------ GIVEN RECORDS
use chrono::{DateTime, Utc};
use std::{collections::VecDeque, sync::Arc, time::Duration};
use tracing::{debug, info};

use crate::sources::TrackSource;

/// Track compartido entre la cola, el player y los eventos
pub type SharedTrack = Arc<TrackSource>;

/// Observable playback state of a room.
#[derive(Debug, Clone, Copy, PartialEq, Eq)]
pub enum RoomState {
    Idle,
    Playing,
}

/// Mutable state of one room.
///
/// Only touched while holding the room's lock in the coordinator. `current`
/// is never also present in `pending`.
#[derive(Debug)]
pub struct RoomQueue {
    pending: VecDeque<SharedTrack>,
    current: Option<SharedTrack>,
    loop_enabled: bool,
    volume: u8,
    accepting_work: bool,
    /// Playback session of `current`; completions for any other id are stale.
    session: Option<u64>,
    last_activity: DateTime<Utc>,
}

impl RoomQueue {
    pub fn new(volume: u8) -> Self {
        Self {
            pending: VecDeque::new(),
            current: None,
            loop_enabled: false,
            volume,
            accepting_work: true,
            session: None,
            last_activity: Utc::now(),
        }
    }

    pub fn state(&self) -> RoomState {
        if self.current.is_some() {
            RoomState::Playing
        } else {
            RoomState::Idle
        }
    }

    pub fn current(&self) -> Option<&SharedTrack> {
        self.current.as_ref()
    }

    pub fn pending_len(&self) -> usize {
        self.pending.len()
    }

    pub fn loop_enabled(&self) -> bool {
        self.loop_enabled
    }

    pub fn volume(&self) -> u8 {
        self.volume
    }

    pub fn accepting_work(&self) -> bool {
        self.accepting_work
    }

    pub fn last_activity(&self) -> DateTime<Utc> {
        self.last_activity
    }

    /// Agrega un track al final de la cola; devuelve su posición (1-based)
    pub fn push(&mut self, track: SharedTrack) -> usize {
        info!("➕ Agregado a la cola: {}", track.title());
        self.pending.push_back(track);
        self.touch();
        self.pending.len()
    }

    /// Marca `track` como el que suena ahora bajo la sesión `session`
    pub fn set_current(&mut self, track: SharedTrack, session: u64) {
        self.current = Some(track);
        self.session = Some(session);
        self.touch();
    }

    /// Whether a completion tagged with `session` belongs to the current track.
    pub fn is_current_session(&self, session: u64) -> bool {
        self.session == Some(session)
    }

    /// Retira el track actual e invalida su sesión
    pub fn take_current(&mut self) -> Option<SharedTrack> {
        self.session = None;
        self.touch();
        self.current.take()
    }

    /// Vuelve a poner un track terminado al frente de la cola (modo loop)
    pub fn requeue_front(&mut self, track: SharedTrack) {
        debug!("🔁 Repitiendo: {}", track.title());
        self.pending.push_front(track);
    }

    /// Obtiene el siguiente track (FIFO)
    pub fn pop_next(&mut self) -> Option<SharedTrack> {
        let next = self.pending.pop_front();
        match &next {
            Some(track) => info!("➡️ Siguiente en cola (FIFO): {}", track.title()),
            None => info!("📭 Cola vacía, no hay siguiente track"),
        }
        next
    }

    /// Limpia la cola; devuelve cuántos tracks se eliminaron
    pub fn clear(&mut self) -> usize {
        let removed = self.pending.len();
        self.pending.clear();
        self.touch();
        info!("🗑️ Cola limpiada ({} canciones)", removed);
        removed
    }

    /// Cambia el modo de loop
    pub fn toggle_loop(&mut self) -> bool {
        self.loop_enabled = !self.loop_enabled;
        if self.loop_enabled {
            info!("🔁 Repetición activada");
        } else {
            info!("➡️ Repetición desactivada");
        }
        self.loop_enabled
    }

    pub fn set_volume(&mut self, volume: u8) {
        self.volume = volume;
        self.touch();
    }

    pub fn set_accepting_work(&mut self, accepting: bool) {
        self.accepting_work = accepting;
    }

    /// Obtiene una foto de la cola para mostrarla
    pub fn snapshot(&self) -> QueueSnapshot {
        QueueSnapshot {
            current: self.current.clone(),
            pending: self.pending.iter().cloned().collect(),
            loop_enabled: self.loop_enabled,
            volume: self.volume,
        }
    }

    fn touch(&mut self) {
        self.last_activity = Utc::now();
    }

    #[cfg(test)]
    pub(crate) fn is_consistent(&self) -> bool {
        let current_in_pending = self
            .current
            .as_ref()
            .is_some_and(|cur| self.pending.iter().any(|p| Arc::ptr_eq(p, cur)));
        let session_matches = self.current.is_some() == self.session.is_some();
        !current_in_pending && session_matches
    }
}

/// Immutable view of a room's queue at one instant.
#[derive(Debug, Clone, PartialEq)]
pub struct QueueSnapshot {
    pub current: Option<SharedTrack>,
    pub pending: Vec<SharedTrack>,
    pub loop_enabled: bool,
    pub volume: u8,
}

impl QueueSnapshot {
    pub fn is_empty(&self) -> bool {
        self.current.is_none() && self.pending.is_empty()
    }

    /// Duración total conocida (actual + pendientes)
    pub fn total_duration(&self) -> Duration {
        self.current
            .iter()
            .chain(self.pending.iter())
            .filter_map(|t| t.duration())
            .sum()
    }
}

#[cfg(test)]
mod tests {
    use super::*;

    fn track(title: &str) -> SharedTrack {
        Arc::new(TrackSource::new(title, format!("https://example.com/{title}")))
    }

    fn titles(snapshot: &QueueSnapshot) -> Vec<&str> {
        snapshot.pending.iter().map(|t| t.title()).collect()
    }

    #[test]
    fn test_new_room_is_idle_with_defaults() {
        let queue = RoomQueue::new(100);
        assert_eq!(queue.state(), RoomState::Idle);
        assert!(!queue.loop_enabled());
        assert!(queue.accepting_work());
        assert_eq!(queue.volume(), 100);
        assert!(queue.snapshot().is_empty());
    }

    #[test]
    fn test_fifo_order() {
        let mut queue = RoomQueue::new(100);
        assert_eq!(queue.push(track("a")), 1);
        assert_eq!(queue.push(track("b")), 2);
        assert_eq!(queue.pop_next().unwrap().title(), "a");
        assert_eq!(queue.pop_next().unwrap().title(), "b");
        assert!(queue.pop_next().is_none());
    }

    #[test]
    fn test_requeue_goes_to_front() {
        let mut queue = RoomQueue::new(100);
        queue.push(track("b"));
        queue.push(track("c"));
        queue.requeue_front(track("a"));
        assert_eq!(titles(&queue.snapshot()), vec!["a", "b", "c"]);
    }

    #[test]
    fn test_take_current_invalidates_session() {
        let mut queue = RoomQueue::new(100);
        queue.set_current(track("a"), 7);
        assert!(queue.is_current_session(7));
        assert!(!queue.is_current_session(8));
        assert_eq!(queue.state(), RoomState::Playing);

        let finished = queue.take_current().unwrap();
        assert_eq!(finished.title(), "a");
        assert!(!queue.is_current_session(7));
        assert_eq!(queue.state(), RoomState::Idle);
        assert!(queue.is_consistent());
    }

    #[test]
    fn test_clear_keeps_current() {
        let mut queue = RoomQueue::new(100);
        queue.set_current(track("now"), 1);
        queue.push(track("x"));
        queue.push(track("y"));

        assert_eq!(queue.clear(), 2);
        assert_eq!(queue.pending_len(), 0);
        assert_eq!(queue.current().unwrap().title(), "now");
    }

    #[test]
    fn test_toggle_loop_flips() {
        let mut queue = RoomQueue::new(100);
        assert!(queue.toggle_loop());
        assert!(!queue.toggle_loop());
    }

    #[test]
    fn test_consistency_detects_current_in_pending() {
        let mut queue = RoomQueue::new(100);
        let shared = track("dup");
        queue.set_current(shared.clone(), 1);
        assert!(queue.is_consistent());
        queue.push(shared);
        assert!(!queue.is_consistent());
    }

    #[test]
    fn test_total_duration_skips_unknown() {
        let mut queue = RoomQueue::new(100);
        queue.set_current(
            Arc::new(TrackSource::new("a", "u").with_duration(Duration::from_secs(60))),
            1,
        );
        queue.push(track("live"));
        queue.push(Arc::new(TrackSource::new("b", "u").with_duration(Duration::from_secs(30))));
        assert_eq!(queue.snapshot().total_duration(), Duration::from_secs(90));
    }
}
------------
------ GIVEN RECORDS
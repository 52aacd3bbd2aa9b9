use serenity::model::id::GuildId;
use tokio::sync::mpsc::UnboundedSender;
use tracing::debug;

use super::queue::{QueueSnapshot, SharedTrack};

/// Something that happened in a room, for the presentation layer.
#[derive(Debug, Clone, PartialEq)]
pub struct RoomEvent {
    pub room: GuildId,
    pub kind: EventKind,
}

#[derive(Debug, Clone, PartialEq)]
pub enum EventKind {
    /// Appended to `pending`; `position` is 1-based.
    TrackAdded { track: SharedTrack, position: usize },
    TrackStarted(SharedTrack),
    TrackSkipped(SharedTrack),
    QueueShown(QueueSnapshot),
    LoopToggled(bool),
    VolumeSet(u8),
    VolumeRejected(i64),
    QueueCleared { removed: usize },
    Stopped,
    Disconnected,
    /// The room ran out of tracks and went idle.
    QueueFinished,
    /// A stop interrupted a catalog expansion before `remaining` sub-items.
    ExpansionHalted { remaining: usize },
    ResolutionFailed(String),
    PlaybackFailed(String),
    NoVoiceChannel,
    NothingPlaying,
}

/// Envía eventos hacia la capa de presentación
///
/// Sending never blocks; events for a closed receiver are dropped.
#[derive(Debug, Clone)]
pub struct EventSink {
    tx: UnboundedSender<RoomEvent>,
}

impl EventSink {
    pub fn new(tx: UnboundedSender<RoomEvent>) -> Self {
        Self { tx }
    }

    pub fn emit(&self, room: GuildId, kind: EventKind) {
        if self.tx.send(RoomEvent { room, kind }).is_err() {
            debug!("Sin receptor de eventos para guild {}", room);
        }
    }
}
------------
WORK TO COMPLETE: The required answer is the exact run of lines above starting at the line with "self.pending.push_back(track);" and ending at the line with "the current track.", with both ends present.

REPLY TO THE EXERCISE:
        self.pending.push_back(track);
        self.touch();
        self.pending.len()
    }

    /// Marca `track` como el que suena ahora bajo la sesión `session`
    pub fn set_current(&mut self, track: SharedTrack, session: u64) {
        self.current = Some(track);
        self.session = Some(session);
        self.touch();
    }

    /// Whether a completion tagged with `session` belongs to the current track.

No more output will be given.